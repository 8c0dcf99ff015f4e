use std::io::{self, Write};
use std::path::Path;

use chrono::{DateTime, SecondsFormat, Utc};
use serde::Serialize;

use super::{Format, write_json};
use crate::models::AgentMatch;

const MAIN_SESSION_LIST: &str = "(main session)";
const MAIN_SESSION_JSON: &str = "(main)";

#[derive(Serialize)]
struct AgentMatchesJson<'a> {
    agents: &'a [AgentMatch],
}

/// Search results as a counted block per file, or `{"agents": [...]}` in JSON.
///
/// The top-level session file is labelled `(main session)` in the list and `(main)` in JSON.
pub fn write_agent_matches<W: Write>(
    w: &mut W,
    matches: &[AgentMatch],
    format: Format,
) -> io::Result<()> {
    if format == Format::Json {
        let labelled: Vec<AgentMatch> = matches
            .iter()
            .cloned()
            .map(|mut found| {
                if found.is_main_session() {
                    found.agent_id = MAIN_SESSION_JSON.to_string();
                }
                found
            })
            .collect();
        return write_json(w, &AgentMatchesJson { agents: &labelled });
    }

    writeln!(w, "Found {} matching agents:", matches.len())?;
    writeln!(w)?;
    for found in matches {
        let agent =
            if found.is_main_session() { MAIN_SESSION_LIST } else { found.agent_id.as_str() };
        writeln!(w, "Agent: {}", agent)?;
        writeln!(w, "  Session: {}", found.session_id)?;
        writeln!(w, "  Path: {}", found.file_path.display())?;
        writeln!(w, "  Entries: {}", found.entry_count)?;
        if !found.matched_files.is_empty() {
            writeln!(w, "  Files: {}", found.matched_files.join(", "))?;
        }
        if !found.matched_tools.is_empty() {
            let tools: Vec<String> = found.matched_tools.iter().map(|t| capitalize(t)).collect();
            writeln!(w, "  Tools: {}", tools.join(", "))?;
        }
        writeln!(w, "  Created: {}", instant(found.created))?;
        writeln!(w)?;
    }
    Ok(())
}

#[derive(Serialize)]
struct ResolvedPath<'a> {
    path: &'a Path,
    exists: bool,
}

/// A resolved store path: the bare path, or `{"path", "exists"}` in JSON.
pub fn write_resolved_path<W: Write>(w: &mut W, path: &Path, format: Format) -> io::Result<()> {
    if format == Format::Json {
        return write_json(w, &ResolvedPath { path, exists: path.exists() });
    }
    writeln!(w, "{}", path.display())
}

fn instant(ts: Option<DateTime<Utc>>) -> String {
    ts.map(|ts| ts.to_rfc3339_opts(SecondsFormat::Secs, true)).unwrap_or_else(|| "-".to_string())
}

fn capitalize(name: &str) -> String {
    let mut chars = name.chars();
    match chars.next() {
        Some(first) => first.to_uppercase().chain(chars).collect(),
        None => String::new(),
    }
}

###

Exercise: Wherever a line contains the string "ResolvedPath", copy that line from the data.

Task answer:
struct ResolvedPath<'a> {
        return write_json(w, &ResolvedPath { path, exists: path.exists() });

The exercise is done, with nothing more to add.